→ **YOUR ASSIGNMENT**
From the records below, pull each line that has "observe".

→ **DATASET RECORDS**
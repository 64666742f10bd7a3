//! Client state that survives reconnects.
//!
//! Holds the joined rooms, the current room and the sequence tracker. The
//! session feeds it commands and server frames; it answers with frames to
//! send and text to print.

use std::collections::BTreeSet;

use hiroba_shared::protocol::{ClientFrame, ServerFrame};
use serde_json::json;

use crate::{
    command::{Command, HELP},
    formatter::MessageFormatter,
    tracker::SequenceTracker,
};

/// Messages requested per history page. A full page means there may be
/// more, and the next page is requested from its last sequence.
pub const HISTORY_PAGE: usize = 100;

/// What the session should do with a typed command or a server frame
#[derive(Debug, Clone, PartialEq)]
pub enum Action {
    Send(ClientFrame),
    Print(String),
    Quit,
}

#[derive(Debug, Default)]
pub struct ClientState {
    user: Option<String>,
    rooms: BTreeSet<String>,
    current: Option<String>,
    tracker: SequenceTracker,
    connected: bool,
}

impl ClientState {
    pub fn new() -> Self {
        Self::default()
    }

    /// Whether a session reached the server since the last call
    pub fn take_connected(&mut self) -> bool {
        std::mem::take(&mut self.connected)
    }

    pub fn current_room(&self) -> Option<&str> {
        self.current.as_deref()
    }

    pub fn rooms(&self) -> impl Iterator<Item = &str> {
        self.rooms.iter().map(String::as_str)
    }

    /// Frames that restore membership after a reconnect and fetch what was
    /// missed while away
    pub fn resume_frames(&self) -> Vec<ClientFrame> {
        self.rooms
            .iter()
            .flat_map(|room| {
                [
                    ClientFrame::Join { room: room.clone() },
                    ClientFrame::History {
                        room: room.clone(),
                        since: self.tracker.last_seen(room),
                        limit: Some(HISTORY_PAGE),
                    },
                ]
            })
            .collect()
    }

    pub fn apply(&mut self, command: Command) -> Action {
        match command {
            Command::Join(room) => Action::Send(ClientFrame::Join { room }),
            Command::Leave(room) => Action::Send(ClientFrame::Leave { room }),
            Command::Switch(room) => {
                if self.rooms.contains(&room) {
                    let notice = format!("current room is now #{}", room);
                    self.current = Some(room);
                    Action::Print(MessageFormatter::format_notice(&notice))
                } else {
                    Action::Print(MessageFormatter::format_notice(&format!(
                        "not in #{} (use /join {})",
                        room, room
                    )))
                }
            }
            Command::Rooms => {
                let listing = self
                    .rooms
                    .iter()
                    .map(|room| {
                        let marker = if Some(room) == self.current.as_ref() {
                            " *"
                        } else {
                            ""
                        };
                        format!("#{}{}", room, marker)
                    })
                    .collect::<Vec<_>>();
                let text = if listing.is_empty() {
                    "(No rooms joined)".to_string()
                } else {
                    listing.join("\n")
                };
                Action::Print(MessageFormatter::format_notice(&text))
            }
            Command::History { room, since } => Action::Send(ClientFrame::History {
                room,
                since,
                limit: Some(HISTORY_PAGE),
            }),
            Command::Members(room) => Action::Send(ClientFrame::Members { room }),
            Command::Presence(room) => Action::Send(ClientFrame::Presence { room }),
            Command::Help => Action::Print(MessageFormatter::format_notice(HELP)),
            Command::Quit => Action::Quit,
            Command::Say(text) => match &self.current {
                Some(room) => Action::Send(ClientFrame::Publish {
                    room: room.clone(),
                    payload: json!({ "text": text }),
                }),
                None => Action::Print(MessageFormatter::format_notice(
                    "join a room first (/join <room>)",
                )),
            },
        }
    }

    /// Update state from a server frame
    pub fn handle(&mut self, frame: ServerFrame) -> Vec<Action> {
        let print = |text: String| vec![Action::Print(text)];
        match frame {
            ServerFrame::Connected {
                connection_id,
                user_id,
            } => {
                let text = MessageFormatter::format_connected(&user_id, &connection_id);
                self.user = Some(user_id);
                self.connected = true;
                print(text)
            }
            ServerFrame::Joined {
                room,
                sequence_at_join,
            } => {
                self.tracker.start_at(&room, sequence_at_join);
                let first_time = self.rooms.insert(room.clone());
                if first_time || self.current.is_none() {
                    self.current = Some(room.clone());
                }
                if first_time {
                    print(MessageFormatter::format_joined(&room, sequence_at_join))
                } else {
                    Vec::new()
                }
            }
            ServerFrame::Left { room } => {
                self.rooms.remove(&room);
                self.tracker.forget(&room);
                if self.current.as_deref() == Some(room.as_str()) {
                    self.current = self.rooms.iter().next().cloned();
                }
                print(MessageFormatter::format_left(&room))
            }
            ServerFrame::Message(message) => {
                if self.tracker.observe(&message.room, message.sequence) {
                    print(MessageFormatter::format_message(&message))
                } else {
                    Vec::new()
                }
            }
            ServerFrame::Published { room, sequence } => {
                tracing::debug!("Published to {} as {}", room, sequence);
                Vec::new()
            }
            ServerFrame::History { room, messages } => {
                let mut actions = Vec::new();
                if messages.len() >= HISTORY_PAGE
                    && let Some(last) = messages.last()
                {
                    actions.push(Action::Send(ClientFrame::History {
                        room: room.clone(),
                        since: last.sequence,
                        limit: Some(HISTORY_PAGE),
                    }));
                }

                let fresh: Vec<_> = messages
                    .into_iter()
                    .filter(|message| self.tracker.observe(&message.room, message.sequence))
                    .collect();
                if !fresh.is_empty() {
                    let mut output = MessageFormatter::format_history_header(&room, fresh.len());
                    for message in &fresh {
                        output.push_str(&MessageFormatter::format_message(message));
                    }
                    actions.insert(0, Action::Print(output));
                }
                actions
            }
            ServerFrame::Members { room, members } => print(MessageFormatter::format_members(
                &room,
                &members,
                self.user.as_deref(),
            )),
            ServerFrame::Presence { room, users } => {
                print(MessageFormatter::format_presence(&room, &users))
            }
            ServerFrame::Error { code, message } => {
                print(MessageFormatter::format_error(&code, &message))
            }
            ServerFrame::Pong => Vec::new(),
        }
    }
}

#[cfg(test)]
mod tests {
    use super::*;
    use hiroba_shared::protocol::{MessageFrame, MessageKindFrame};

    fn message(room: &str, sequence: u64) -> MessageFrame {
        MessageFrame {
            room: room.to_string(),
            sequence,
            sender: "bob".to_string(),
            kind: MessageKindFrame::Chat,
            payload: json!({ "text": format!("m{}", sequence) }),
            timestamp: 1672498800000,
        }
    }

    fn joined(state: &mut ClientState, room: &str, sequence_at_join: u64) {
        state.handle(ServerFrame::Joined {
            room: room.to_string(),
            sequence_at_join,
        });
    }

    #[test]
    fn test_say_publishes_to_current_room() {
        // テスト項目: 本文入力は現在のルームへの publish になる
        // given (前提条件):
        let mut state = ClientState::new();
        joined(&mut state, "lobby", 0);

        // when (操作):
        let action = state.apply(Command::Say("hi".to_string()));

        // then (期待する結果):
        assert_eq!(
            action,
            Action::Send(ClientFrame::Publish {
                room: "lobby".to_string(),
                payload: json!({ "text": "hi" }),
            })
        );
    }

    #[test]
    fn test_say_without_room_prints_hint() {
        // テスト項目: ルーム未参加で本文を入力すると送信せずに案内を表示する
        // given (前提条件):
        let mut state = ClientState::new();

        // when (操作):
        let action = state.apply(Command::Say("hi".to_string()));

        // then (期待する結果):
        assert!(matches!(action, Action::Print(_)));
    }

    #[test]
    fn test_resume_frames_rejoin_and_catch_up() {
        // テスト項目: 再接続時は参加中のルームに再参加し、最後に見た sequence 以降の履歴を要求する
        // given (前提条件):
        let mut state = ClientState::new();
        joined(&mut state, "lobby", 2);
        state.handle(ServerFrame::Message(message("lobby", 3)));

        // when (操作):
        let frames = state.resume_frames();

        // then (期待する結果):
        assert_eq!(
            frames,
            vec![
                ClientFrame::Join {
                    room: "lobby".to_string()
                },
                ClientFrame::History {
                    room: "lobby".to_string(),
                    since: 3,
                    limit: Some(HISTORY_PAGE),
                },
            ]
        );
    }

    #[test]
    fn test_history_after_rejoin_shows_only_missed_messages() {
        // テスト項目: 再参加後の履歴は既に表示したメッセージを除いて表示される
        // given (前提条件):
        let mut state = ClientState::new();
        joined(&mut state, "lobby", 0);
        state.handle(ServerFrame::Message(message("lobby", 1)));
        joined(&mut state, "lobby", 3);
        state.handle(ServerFrame::Message(message("lobby", 4)));

        // when (操作):
        let actions = state.handle(ServerFrame::History {
            room: "lobby".to_string(),
            messages: (1..=4).map(|sequence| message("lobby", sequence)).collect(),
        });

        // then (期待する結果):
        let [Action::Print(output)] = actions.as_slice() else {
            panic!("expected a single print action, got {:?}", actions);
        };
        assert!(output.contains("2 new message(s)"));
        assert!(output.contains("m2"));
        assert!(output.contains("m3"));
        assert!(!output.contains("m1"));
    }

    #[test]
    fn test_duplicate_live_message_is_not_printed() {
        // テスト項目: 同じ sequence のメッセージは二度表示されない
        // given (前提条件):
        let mut state = ClientState::new();
        joined(&mut state, "lobby", 0);
        state.handle(ServerFrame::Message(message("lobby", 1)));

        // when (操作):
        let actions = state.handle(ServerFrame::Message(message("lobby", 1)));

        // then (期待する結果):
        assert!(actions.is_empty());
    }

    #[test]
    fn test_leaving_current_room_switches_to_another() {
        // テスト項目: 現在のルームを抜けると残りのルームが現在のルームになる
        // given (前提条件):
        let mut state = ClientState::new();
        joined(&mut state, "kitchen", 0);
        joined(&mut state, "lobby", 0);

        // when (操作):
        state.handle(ServerFrame::Left {
            room: "lobby".to_string(),
        });

        // then (期待する結果):
        assert_eq!(state.current_room(), Some("kitchen"));
        assert_eq!(state.rooms().collect::<Vec<_>>(), vec!["kitchen"]);
        assert!(state.resume_frames().len() == 2);
    }

    #[test]
    fn test_full_history_page_requests_the_next_page() {
        // テスト項目: 履歴が 1 ページ分満杯で返ってきたら、最後の sequence から次のページを要求する
        // given (前提条件):
        let mut state = ClientState::new();
        joined(&mut state, "lobby", 0);
        let page: Vec<_> = (1..=HISTORY_PAGE as u64)
            .map(|sequence| message("lobby", sequence))
            .collect();

        // when (操作):
        let actions = state.handle(ServerFrame::History {
            room: "lobby".to_string(),
            messages: page,
        });

        // then (期待する結果):
        assert_eq!(actions.len(), 2);
        assert!(matches!(actions[0], Action::Print(_)));
        assert_eq!(
            actions[1],
            Action::Send(ClientFrame::History {
                room: "lobby".to_string(),
                since: HISTORY_PAGE as u64,
                limit: Some(HISTORY_PAGE),
            })
        );
    }

    #[test]
    fn test_short_history_page_ends_catch_up() {
        // テスト項目: 1 ページに満たない履歴では追加の要求をしない
        // given (前提条件):
        let mut state = ClientState::new();
        joined(&mut state, "lobby", 0);

        // when (操作):
        let actions = state.handle(ServerFrame::History {
            room: "lobby".to_string(),
            messages: (1..=3).map(|sequence| message("lobby", sequence)).collect(),
        });

        // then (期待する結果):
        assert!(
            actions
                .iter()
                .all(|action| !matches!(action, Action::Send(_)))
        );
        assert_eq!(state.resume_frames()[1], ClientFrame::History {
            room: "lobby".to_string(),
            since: 3,
            limit: Some(HISTORY_PAGE),
        });
    }

    #[test]
    fn test_connected_flag_is_taken_once() {
        // テスト項目: connected フレームを受け取ると接続済みフラグが立ち、一度取り出すと戻る
        // given (前提条件):
        let mut state = ClientState::new();

        // when (操作):
        state.handle(ServerFrame::Connected {
            connection_id: "c1".to_string(),
            user_id: "alice".to_string(),
        });

        // then (期待する結果):
        assert!(state.take_connected());
        assert!(!state.take_connected());
    }
}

→ **EXERCISE RESPONSE**
                if self.tracker.observe(&message.room, message.sequence) {
                    .filter(|message| self.tracker.observe(&message.room, message.sequence))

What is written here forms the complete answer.